Altrove/Elsewhere – Esther, Mordechai, and Simone Luzzatto
This past week, Jews around the world celebrated the festive holiday of Purim, which celebrates our escape from imminent destruction thanks to the intelligence and bravery of a young Jewish woman, Esther, and her uncle Mordechai. Among the many interpretations of this curious story, I’d like to consider one suggested by Rabbi David Wilensky of Allentown, Pennsylvania. Rabbi Wilensky points out the striking similarities between the story of Esther and the story of Joseph, which both involve a young Jew who finds him/herself close to the seat of power of a strange land, and uses that power for good: “Perhaps one can suggest that both stories are looking to teach us that when Jews are living in the diaspora, although the initial instinct for the Jew is to recoil form the surrounding society and be unnoticed, in the end, the Jew must learn the lesson that intimate involvement in the on goings of the surrounding politics and culture will be necessary.”
This idea led me to think of another Jew in quite different circumstances who, also sought to make a case for the necessary integration (which is not the same as assimilation) of Jews into the larger world. Rabbi Simone Luzzatto (c.1580-1663) lived at Venice where he served as rabbi of the Ashkenazi-rite Scola Tedesco synagogue in the Ghetto. In an age of forced ghettoization and wars of religion, Luzzatto assumed what may seem a surprisingly open and modern outlook when compared with other contemporary Jewish thinkers, especially those operating outside of Italy.
Among his chief works is a treatise written in Italian (this at a time in which almost all Jewish writing was still done in Hebrew) aimed at defending the status and dignity of the Jews of Venice by both explaining Jewish religion and practice and by emphasizing the various benefits that Jews bring to everyone in the community in which they live. He published his Discorso circa lo stato degli Hebrei et in particular dimoranti nell’inclita città di Venezia (“Discourse on the Condition of the Jews and in Particular Those Living in the Illustrious City of Venice”) in 1638, when the Jews of Venice were being threatened with expulsion from the Serenissima. The treatise then enjoyed a second life as the main source of inspiration for the Irish philosopher John Toland’s plea for extending full rights to the Jews of Great Britain in his important, Reasons for Naturalising the Jews in Great Britain and Ireland, on the same foot with all other Nations. Containing also a Defense of the Jews against all vulgar Prejudices in all Countries (1714).

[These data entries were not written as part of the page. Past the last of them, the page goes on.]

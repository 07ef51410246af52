//! Screen implementations. Each screen is a top-level Component.

pub mod devices;
pub mod logs;
pub mod monitoring;
pub mod settings;

use espdeck_core::BridgeConfig;

use crate::component::Component;
use crate::screen::ScreenId;

/// One component per tab.
pub fn create_screens(bridge: &BridgeConfig) -> Vec<(ScreenId, Box<dyn Component>)> {
    vec![
        (ScreenId::Devices, Box::new(devices::DevicesScreen::new())),
        (
            ScreenId::Monitoring,
            Box::new(monitoring::MonitoringScreen::new()),
        ),
        (
            ScreenId::Settings,
            Box::new(settings::SettingsScreen::new(bridge)),
        ),
        (ScreenId::Logs, Box::new(logs::LogsScreen::new())),
    ]
}

/// Render `component` into a `width`x`height` test terminal and return
/// the buffer as one string per row.
#[cfg(test)]
pub fn render_to_lines(component: &dyn Component, width: u16, height: u16) -> Vec<String> {
    use ratatui::{Terminal, backend::TestBackend};

    let mut terminal = Terminal::new(TestBackend::new(width, height)).expect("test terminal");
    terminal
        .draw(|frame| component.render(frame, frame.area()))
        .expect("draw");
    buffer_lines(terminal.backend().buffer())
}

#[cfg(test)]
pub fn buffer_lines(buffer: &ratatui::buffer::Buffer) -> Vec<String> {
    let width = usize::from(buffer.area.width);
    buffer
        .content()
        .chunks(width)
        .map(|row| row.iter().map(ratatui::buffer::Cell::symbol).collect::<String>())
        .collect()
}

I would like to quote a few lines from the “Introduction” to Luzzatto’s Discorso as an example of his thought. He begins by setting out arguments for the indispensability and logic of Jewish integration with the rest of humanity. In order to do so, this seventeenth-century rabbi first cites the ancient Greek philosophers Leucippus and Democritus, and their theories on atomism, and then pivots to the recent scientific discoveries of Galileo:
While we find that the Stoics, among the famous ancient philosophers, ventured to affirm that the Sun, Moon and the other stars graze and nurture themselves upon the vapor of our low terrestrial globe, so too Democritus and Leucippus dared to say that the world, as great and adorned as it is, has, as the elements that make it up, indivisible and imperceptible particles. […] Therefore, the Jewish people should be permitted to compare itself to Democritus’ atoms by presuming to be a particle of a vast population, a tenuous and terrestrial exhalation, which contributes to giving tribute and nourishment to the sublimity of the public treasury.
Kingdoms are like the celestial Milky Way, which appears to our eyes as a great concourse of miniscule stars, each one of which is invisible to us on its own, but when united form a great expanse of light and splendor. So to do great empires consist of minute and diverse populations. [Translation mine – from: Simone Luzzatto, Scritti politici e filosofici di un ebreo scettico nella Venezia del Seicento, ed. Giuseppe Veltri (Milan: Bompiani, 2013)]
Here we can see that rav Luzzatto not only argues in favor of Jewish integration into the societies of the diaspora, but he also uses ancient and modern scientific and philosophical wisdom to make his argument, proving himself to be as well schooled in secular subjects as in Torah. Had Esther and Joseph read the Greek philosophers or inspected the heavens with Galileo’s telescope, they might have made similar use of these texts.
*Daniel Leisawitz, professor at Muhlenberg College (Allentown, Pennsylvania, USA). The artwork is by Abraham Cresques a 14th-century Jewish Spanish cartographer.